■ About this exercise: Transcribe exactly the lines that fall between the one holding "through each call's" and the one holding "a single connection.", inclusive, from the entries below.

Collected data
"""
//! Server entry points: TCP accept loop and single-connection stdio.

use std::sync::Arc;

use tokio::net::TcpListener;
use tokio_util::sync::CancellationToken;

use crate::config::ServerConfig;
use crate::connection::run_connection;
use crate::registry::ToolRegistry;
use crate::sandbox::Sandbox;

/// A configured server: registry plus shared sandbox.
///
/// The registry is frozen at construction — registration before first
/// use, no re-registration races.
pub struct Server {
    registry: Arc<ToolRegistry>,
    sandbox: Arc<Sandbox>,
    config: ServerConfig,
}

impl Server {
    pub fn new(registry: ToolRegistry, config: ServerConfig) -> Self {
        let sandbox = Arc::new(Sandbox::new(
            config.max_concurrent_handlers,
            config.cancel_grace(),
        ));
        Self {
            registry: Arc::new(registry),
            sandbox,
            config,
        }
    }

    pub fn config(&self) -> &ServerConfig {
        &self.config
    }

    /// Accept connections until `shutdown` fires. Each connection runs on
    /// its own task; all of them share the sandbox's concurrency budget.
    pub async fn serve_tcp(
        &self,
        listener: TcpListener,
        shutdown: CancellationToken,
    ) -> std::io::Result<()> {
        let local = listener.local_addr()?;
        tracing::info!(addr = %local, tools = self.registry.len(), "listening");

        loop {
            let (stream, peer) = tokio::select! {
                accepted = listener.accept() => accepted?,
                _ = shutdown.cancelled() => {
                    tracing::info!(addr = %local, "shutdown requested");
                    return Ok(());
                }
            };

            let (read, write) = stream.into_split();
            let registry = self.registry.clone();
            let sandbox = self.sandbox.clone();
            let config = self.config.clone();
            let shutdown = shutdown.clone();

            tokio::spawn(run_connection(
                read,
                write,
                registry,
                sandbox,
                config,
                shutdown,
                peer.to_string(),
            ));
        }
    }

    /// Serve exactly one connection over stdin/stdout. Returns when the
    /// pipe closes or `shutdown` fires — the process is expected to exit
    /// 0 afterwards.
    pub async fn serve_stdio(&self, shutdown: CancellationToken) {
        tracing::info!(tools = self.registry.len(), "serving on stdio");
        run_connection(
            tokio::io::stdin(),
            tokio::io::stdout(),
            self.registry.clone(),
            self.sandbox.clone(),
            self.config.clone(),
            shutdown,
            "stdio".to_string(),
        )
        .await;
    }
}
//! Client-side transports.
//!
//! A session needs nothing more than a byte stream split into halves.
//! Two ways to get one:
//! - **TCP**: connect to a listening server.
//! - **Child process**: spawn the server and talk over its stdin/stdout,
//!   the way stdio tool servers are traditionally launched.

use std::process::Stdio;

use tokio::io::{AsyncRead, AsyncWrite};
use tokio::net::TcpStream;
use tokio::process::{Child, Command};

pub(crate) type BoxedReader = Box<dyn AsyncRead + Send + Unpin>;
pub(crate) type BoxedWriter = Box<dyn AsyncWrite + Send + Unpin>;

/// Connect to a TCP server.
pub(crate) async fn connect_tcp(addr: &str) -> std::io::Result<(BoxedReader, BoxedWriter)> {
    let stream = TcpStream::connect(addr).await?;
    let (read, write) = stream.into_split();
    Ok((Box::new(read), Box::new(write)))
}

/// Spawn a server child process with piped stdin/stdout.
///
/// The child's stderr is inherited so its logs land on the client's
/// stderr. The child is killed if the handle is dropped without a clean
/// shutdown.
pub(crate) fn spawn_server(
    command: &str,
    args: &[String],
) -> std::io::Result<(BoxedReader, BoxedWriter, Child)> {
    let mut child = Command::new(command)
        .args(args)
        .stdin(Stdio::piped())
        .stdout(Stdio::piped())
        .stderr(Stdio::inherit())
        .kill_on_drop(true)
        .spawn()?;

    let stdin = child.stdin.take().ok_or_else(|| {
        std::io::Error::new(std::io::ErrorKind::BrokenPipe, "failed to capture child stdin")
    })?;
    let stdout = child.stdout.take().ok_or_else(|| {
        std::io::Error::new(std::io::ErrorKind::BrokenPipe, "failed to capture child stdout")
    })?;

    Ok((Box::new(stdout), Box::new(stdin), child))
}
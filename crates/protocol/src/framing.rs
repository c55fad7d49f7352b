//! Line-delimited JSON framing.
//!
//! One message per line. Empty lines are skipped; EOF is a clean close.
//! Anything else that fails to parse is a malformed frame — the caller is
//! expected to close the offending connection and nothing else.

use tokio::io::{AsyncBufRead, AsyncBufReadExt, AsyncWrite, AsyncWriteExt};

use crate::message::WireMessage;

/// Errors produced by the framing layer.
#[derive(Debug, thiserror::Error)]
pub enum FrameError {
    #[error("I/O: {0}")]
    Io(#[from] std::io::Error),

    #[error("malformed frame: {0}")]
    Malformed(String),

    #[error("frame of {actual} bytes exceeds limit of {limit}")]
    TooLarge { actual: usize, limit: usize },

    #[error("connection closed")]
    Closed,
}

/// Read the next message, skipping empty lines.
///
/// Returns [`FrameError::Closed`] on EOF, [`FrameError::TooLarge`] when a
/// line exceeds `max_bytes`, and [`FrameError::Malformed`] when a non-empty
/// line is not a valid protocol message.
pub async fn read_frame<R>(reader: &mut R, max_bytes: usize) -> Result<WireMessage, FrameError>
where
    R: AsyncBufRead + Unpin,
{
    loop {
        let mut line = String::new();
        let bytes_read = reader.read_line(&mut line).await?;
        if bytes_read == 0 {
            return Err(FrameError::Closed);
        }
        if line.len() > max_bytes {
            return Err(FrameError::TooLarge {
                actual: line.len(),
                limit: max_bytes,
            });
        }
        let trimmed = line.trim();
        if trimmed.is_empty() {
            continue;
        }
        return serde_json::from_str(trimmed).map_err(|e| FrameError::Malformed(e.to_string()));
    }
}

/// Encode and write one message followed by a newline, then flush.
///
/// Refuses frames above `max_bytes` so an oversized payload is caught
/// before it hits the wire.
pub async fn write_frame<W>(
    writer: &mut W,
    msg: &WireMessage,
    max_bytes: usize,
) -> Result<(), FrameError>
where
    W: AsyncWrite + Unpin,
{
    let json = serde_json::to_string(msg).map_err(|e| FrameError::Malformed(e.to_string()))?;
    if json.len() > max_bytes {
        return Err(FrameError::TooLarge {
            actual: json.len(),
            limit: max_bytes,
        });
    }
    writer.write_all(json.as_bytes()).await?;
    writer.write_all(b"\n").await?;
    writer.flush().await?;
    Ok(())
}
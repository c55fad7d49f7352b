//! In-flight call table — one per connection.
//!
//! The dispatcher inserts a call when a request is accepted and removes it
//! when its response is sent. Cancellation reads go through each call's
//! own [`CancellationToken`] without touching the table lock.

use std::collections::HashMap;
use std::time::Instant;

use parking_lot::Mutex;
use tokio_util::sync::CancellationToken;

struct InflightCall {
    started_at: Instant,
    cancel: CancellationToken,
}

/// Table of calls currently in flight on a single connection.
#[derive(Default)]
pub struct InflightTable {
    calls: Mutex<HashMap<String, InflightCall>>,
}

impl InflightTable {
    pub fn new() -> Self {
        Self::default()
    }

    /// Accept a call. Returns its cancellation token, or `None` when the
    /// correlation id is already in flight (protocol violation).
    pub fn insert(&self, id: &str) -> Option<CancellationToken> {
        let mut calls = self.calls.lock();
        if calls.contains_key(id) {
            return None;
        }
        let token = CancellationToken::new();
        calls.insert(
            id.to_string(),
            InflightCall {
                started_at: Instant::now(),
                cancel: token.clone(),
            },
        );
        Some(token)
    }

    /// Signal cancellation for a call. A miss is a no-op — cancelling an
    /// unknown or already-completed id must be idempotent.
    pub fn cancel(&self, id: &str) -> bool {
        match self.calls.lock().get(id) {
            Some(call) => {
                call.cancel.cancel();
                true
            }
            None => false,
        }
    }

    /// Remove a completed call. Returns how long it was in flight.
    pub fn remove(&self, id: &str) -> Option<std::time::Duration> {
        self.calls
            .lock()
            .remove(id)
            .map(|call| call.started_at.elapsed())
    }

    /// Cancel everything — called on connection teardown. Returns the
    /// number of calls signalled.
    pub fn cancel_all(&self) -> usize {
        let calls = self.calls.lock();
        for call in calls.values() {
            call.cancel.cancel();
        }
        calls.len()
    }

    pub fn len(&self) -> usize {
        self.calls.lock().len()
    }

    pub fn is_empty(&self) -> bool {
        self.calls.lock().is_empty()
    }
}
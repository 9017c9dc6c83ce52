//! Lifecycle controller behavior over a recording runtime double.

use anyhow::{anyhow, Result};
use std::sync::mpsc;

use streamsight::{
    GraphRuntime, KeyUnavailable, LifecycleController, PipelineEvent, RunOutcome, RunState,
};

#[derive(Default)]
struct FakeRuntime {
    starts: u32,
    shutdowns: u32,
    fail_start: bool,
    fail_shutdown: bool,
}

impl GraphRuntime for FakeRuntime {
    fn start(&mut self) -> Result<()> {
        self.starts += 1;
        if self.fail_start {
            return Err(anyhow!("injected start failure"));
        }
        Ok(())
    }

    fn shutdown(&mut self) -> Result<()> {
        self.shutdowns += 1;
        if self.fail_shutdown {
            return Err(anyhow!("injected shutdown failure"));
        }
        Ok(())
    }
}

#[test]
fn end_of_stream_drains_to_stopped() -> Result<()> {
    let (events, inbox) = mpsc::channel();
    events.send(PipelineEvent::StreamStarted)?;
    events.send(PipelineEvent::EndOfStream)?;

    let mut runtime = FakeRuntime::default();
    let mut controller = LifecycleController::new(inbox);
    let outcome = controller.run(&mut runtime)?;

    assert_eq!(outcome, RunOutcome::CleanStop);
    assert_eq!(controller.state(), RunState::Stopped);
    assert_eq!(runtime.starts, 1);
    assert_eq!(runtime.shutdowns, 1, "resources released exactly once");
    Ok(())
}

#[test]
fn warnings_are_reported_without_state_change() -> Result<()> {
    let (events, inbox) = mpsc::channel();
    events.send(PipelineEvent::StreamStarted)?;
    events.send(PipelineEvent::Warning {
        source: "decoder".to_string(),
        message: "transient decode glitch".to_string(),
    })?;
    events.send(PipelineEvent::EndOfStream)?;

    let mut runtime = FakeRuntime::default();
    let mut controller = LifecycleController::new(inbox);
    assert_eq!(controller.run(&mut runtime)?, RunOutcome::CleanStop);
    Ok(())
}

#[test]
fn missing_key_fails_the_graph() -> Result<()> {
    let (events, inbox) = mpsc::channel();
    events.send(PipelineEvent::StreamStarted)?;
    events.send(PipelineEvent::Fatal {
        source: "decrypt".to_string(),
        message: KeyUnavailable {
            key_id: "3735928559".to_string(),
        }
        .to_string(),
    })?;

    let mut runtime = FakeRuntime::default();
    let mut controller = LifecycleController::new(inbox);
    let outcome = controller.run(&mut runtime)?;

    let RunOutcome::Failed { reason } = outcome else {
        panic!("expected failure outcome");
    };
    assert!(reason.contains("no key material"));
    assert_eq!(controller.state(), RunState::Failed);
    assert_eq!(runtime.shutdowns, 1, "failure still releases resources");
    Ok(())
}

#[test]
fn fatal_during_negotiation_fails_before_active() -> Result<()> {
    let (events, inbox) = mpsc::channel();
    events.send(PipelineEvent::Fatal {
        source: "source".to_string(),
        message: "connection refused".to_string(),
    })?;

    let mut runtime = FakeRuntime::default();
    let mut controller = LifecycleController::new(inbox);
    assert!(matches!(
        controller.run(&mut runtime)?,
        RunOutcome::Failed { .. }
    ));
    assert_eq!(controller.state(), RunState::Failed);
    Ok(())
}

#[test]
fn operator_interrupt_is_a_clean_stop() -> Result<()> {
    let (events, inbox) = mpsc::channel();
    events.send(PipelineEvent::StreamStarted)?;
    events.send(PipelineEvent::Interrupt)?;

    let mut runtime = FakeRuntime::default();
    let mut controller = LifecycleController::new(inbox);
    assert_eq!(controller.run(&mut runtime)?, RunOutcome::CleanStop);
    assert_eq!(controller.state(), RunState::Stopped);
    assert_eq!(runtime.shutdowns, 1);
    Ok(())
}

#[test]
fn eos_before_first_buffer_still_stops_cleanly() -> Result<()> {
    let (events, inbox) = mpsc::channel();
    events.send(PipelineEvent::EndOfStream)?;

    let mut runtime = FakeRuntime::default();
    let mut controller = LifecycleController::new(inbox);
    assert_eq!(controller.run(&mut runtime)?, RunOutcome::CleanStop);
    assert_eq!(controller.state(), RunState::Stopped);
    Ok(())
}

#[test]
fn start_failure_releases_resources_and_fails() -> Result<()> {
    let (_events, inbox) = mpsc::channel();
    let mut runtime = FakeRuntime {
        fail_start: true,
        ..FakeRuntime::default()
    };
    let mut controller = LifecycleController::new(inbox);
    assert!(matches!(
        controller.run(&mut runtime)?,
        RunOutcome::Failed { .. }
    ));
    assert_eq!(controller.state(), RunState::Failed);
    assert_eq!(runtime.shutdowns, 1);
    Ok(())
}

#[test]
fn shutdown_failure_during_drain_is_a_failure() -> Result<()> {
    let (events, inbox) = mpsc::channel();
    events.send(PipelineEvent::StreamStarted)?;
    events.send(PipelineEvent::EndOfStream)?;

    let mut runtime = FakeRuntime {
        fail_shutdown: true,
        ..FakeRuntime::default()
    };
    let mut controller = LifecycleController::new(inbox);
    assert!(matches!(
        controller.run(&mut runtime)?,
        RunOutcome::Failed { .. }
    ));
    assert_eq!(controller.state(), RunState::Failed);
    Ok(())
}

#[test]
fn closed_event_channel_fails_rather_than_hangs() -> Result<()> {
    let (events, inbox) = mpsc::channel();
    drop(events);

    let mut runtime = FakeRuntime::default();
    let mut controller = LifecycleController::new(inbox);
    assert!(matches!(
        controller.run(&mut runtime)?,
        RunOutcome::Failed { .. }
    ));
    assert_eq!(runtime.shutdowns, 1);
    Ok(())
}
"""
■ Response area:
//! when its response is sent. Cancellation reads go through each call's
//! own [`CancellationToken`] without touching the table lock.

use std::collections::HashMap;
use std::time::Instant;

use parking_lot::Mutex;
use tokio_util::sync::CancellationToken;

struct InflightCall {
    started_at: Instant,
    cancel: CancellationToken,
}

/// Table of calls currently in flight on a single connection.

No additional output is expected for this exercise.